Give back the entries exactly, ending with the "the driver received." line.

START Raw data

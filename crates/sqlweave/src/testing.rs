//! A scripted in-memory driver for exercising pools, sessions and hooks
//! without a database.
//!
//! ```rust,ignore
//! let driver = RecordingDriver::new().with_rows("FROM users", ["id"], vec![vec![Value::Int(1)]]);
//! let engine = Engine::new(driver.clone(), EngineConfig::default());
//! // ... run code against `engine` ...
//! assert_eq!(driver.commits(), 1);
//! ```

use crate::driver::{Connection, Cursor, Driver, MemoryCursor};
use crate::error::{OrmError, OrmResult};
use crate::sql::{ParamStyle, Params};
use crate::value::Value;
use std::sync::{Arc, Mutex, MutexGuard, PoisonError};

/// One call the driver received.
#[derive(Debug, Clone, PartialEq)]
pub enum Call {
    Connect { conn: usize },
    Execute { conn: usize, sql: String, params: Params },
    ExecuteMany { conn: usize, sql: String, batch: usize },
    Commit { conn: usize },
    Rollback { conn: usize },
    Close { conn: usize },
}

impl Call {
    pub fn conn(&self) -> usize {
        match self {
            Call::Connect { conn }
            | Call::Execute { conn, .. }
            | Call::ExecuteMany { conn, .. }
            | Call::Commit { conn }
            | Call::Rollback { conn }
            | Call::Close { conn } => *conn,
        }
    }
}

struct Canned {
    pattern: String,
    columns: Vec<String>,
    rows: Vec<Vec<Value>>,
}

#[derive(Default)]
struct Recorder {
    calls: Vec<Call>,
    next_conn: usize,
    canned: Vec<Canned>,
    failures: Vec<(String, String)>,
    fail_connect: bool,
    fail_commit: bool,
    fail_rollback: bool,
}

/// A driver that records every call and serves canned results.
///
/// Clones share their recording, so keep one handle for assertions and give
/// another to the engine.
#[derive(Clone)]
pub struct RecordingDriver {
    state: Arc<Mutex<Recorder>>,
    paramstyle: ParamStyle,
}

impl Default for RecordingDriver {
    fn default() -> Self {
        Self::new()
    }
}

impl RecordingDriver {
    pub fn new() -> Self {
        Self {
            state: Arc::new(Mutex::new(Recorder::default())),
            paramstyle: ParamStyle::Qmark,
        }
    }

    pub fn with_paramstyle(mut self, style: ParamStyle) -> Self {
        self.paramstyle = style;
        self
    }

    /// Serve `rows` for every statement containing `pattern`.
    pub fn with_rows<C>(self, pattern: &str, columns: C, rows: Vec<Vec<Value>>) -> Self
    where
        C: IntoIterator,
        C::Item: Into<String>,
    {
        self.lock().canned.push(Canned {
            pattern: pattern.to_string(),
            columns: columns.into_iter().map(Into::into).collect(),
            rows,
        });
        self
    }

    /// Fail every statement containing `pattern` with a driver error.
    pub fn fail_on(self, pattern: &str, message: &str) -> Self {
        self.lock()
            .failures
            .push((pattern.to_string(), message.to_string()));
        self
    }

    pub fn fail_connect(&self, fail: bool) {
        self.lock().fail_connect = fail;
    }

    pub fn fail_commit(&self, fail: bool) {
        self.lock().fail_commit = fail;
    }

    pub fn fail_rollback(&self, fail: bool) {
        self.lock().fail_rollback = fail;
    }

    fn lock(&self) -> MutexGuard<'_, Recorder> {
        self.state.lock().unwrap_or_else(PoisonError::into_inner)
    }

    pub fn calls(&self) -> Vec<Call> {
        self.lock().calls.clone()
    }

    pub fn clear(&self) {
        self.lock().calls.clear();
    }

    /// Executed statements in order, batches included.
    pub fn statements(&self) -> Vec<String> {
        self.lock()
            .calls
            .iter()
            .filter_map(|c| match c {
                Call::Execute { sql, .. } | Call::ExecuteMany { sql, .. } => Some(sql.clone()),
                _ => None,
            })
            .collect()
    }

    fn count(&self, pred: impl Fn(&Call) -> bool) -> usize {
        self.lock().calls.iter().filter(|c| pred(c)).count()
    }

    pub fn connections_opened(&self) -> usize {
        self.count(|c| matches!(c, Call::Connect { .. }))
    }

    pub fn connections_closed(&self) -> usize {
        self.count(|c| matches!(c, Call::Close { .. }))
    }

    pub fn commits(&self) -> usize {
        self.count(|c| matches!(c, Call::Commit { .. }))
    }

    pub fn rollbacks(&self) -> usize {
        self.count(|c| matches!(c, Call::Rollback { .. }))
    }
}

impl Driver for RecordingDriver {
    fn name(&self) -> &str {
        "recording"
    }

    fn paramstyle(&self) -> ParamStyle {
        self.paramstyle
    }

    fn connect(&self) -> OrmResult<Box<dyn Connection>> {
        let mut state = self.lock();
        if state.fail_connect {
            return Err(OrmError::Connection("connection refused".to_string()));
        }
        state.next_conn += 1;
        let conn = state.next_conn;
        state.calls.push(Call::Connect { conn });
        Ok(Box::new(RecordingConnection {
            id: conn,
            driver: self.clone(),
        }))
    }
}

struct RecordingConnection {
    id: usize,
    driver: RecordingDriver,
}

impl Connection for RecordingConnection {
    fn execute(&mut self, sql: &str, params: &Params) -> OrmResult<Box<dyn Cursor>> {
        let mut state = self.driver.lock();
        state.calls.push(Call::Execute {
            conn: self.id,
            sql: sql.to_string(),
            params: params.clone(),
        });
        if let Some((_, message)) = state.failures.iter().find(|(p, _)| sql.contains(p.as_str())) {
            return Err(OrmError::driver(message.clone()));
        }
        match state.canned.iter().find(|c| sql.contains(c.pattern.as_str())) {
            Some(canned) => Ok(Box::new(MemoryCursor::from_values(
                canned.columns.clone(),
                canned.rows.clone(),
            ))),
            None => Ok(Box::new(MemoryCursor::affected(1))),
        }
    }

    fn execute_many(&mut self, sql: &str, params: &[Params]) -> OrmResult<u64> {
        let mut state = self.driver.lock();
        state.calls.push(Call::ExecuteMany {
            conn: self.id,
            sql: sql.to_string(),
            batch: params.len(),
        });
        if let Some((_, message)) = state.failures.iter().find(|(p, _)| sql.contains(p.as_str())) {
            return Err(OrmError::driver(message.clone()));
        }
        Ok(params.len() as u64)
    }

    fn commit(&mut self) -> OrmResult<()> {
        let mut state = self.driver.lock();
        state.calls.push(Call::Commit { conn: self.id });
        if state.fail_commit {
            return Err(OrmError::driver("commit failed"));
        }
        Ok(())
    }

    fn rollback(&mut self) -> OrmResult<()> {
        let mut state = self.driver.lock();
        state.calls.push(Call::Rollback { conn: self.id });
        if state.fail_rollback {
            return Err(OrmError::driver("rollback failed"));
        }
        Ok(())
    }

    fn close(self: Box<Self>) -> OrmResult<()> {
        self.driver.lock().calls.push(Call::Close { conn: self.id });
        Ok(())
    }
}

END Raw data

§ Solution for this task:
filename crates/sqlweave/src/testing.rs
//! A scripted in-memory driver for exercising pools, sessions and hooks
//! without a database.
//!
//! ```rust,ignore
//! let driver = RecordingDriver::new().with_rows("FROM users", ["id"], vec![vec![Value::Int(1)]]);
//! let engine = Engine::new(driver.clone(), EngineConfig::default());
//! // ... run code against `engine` ...
//! assert_eq!(driver.commits(), 1);
//! ```

use crate::driver::{Connection, Cursor, Driver, MemoryCursor};
use crate::error::{OrmError, OrmResult};
use crate::sql::{ParamStyle, Params};
use crate::value::Value;
use std::sync::{Arc, Mutex, MutexGuard, PoisonError};

/// One call the driver received.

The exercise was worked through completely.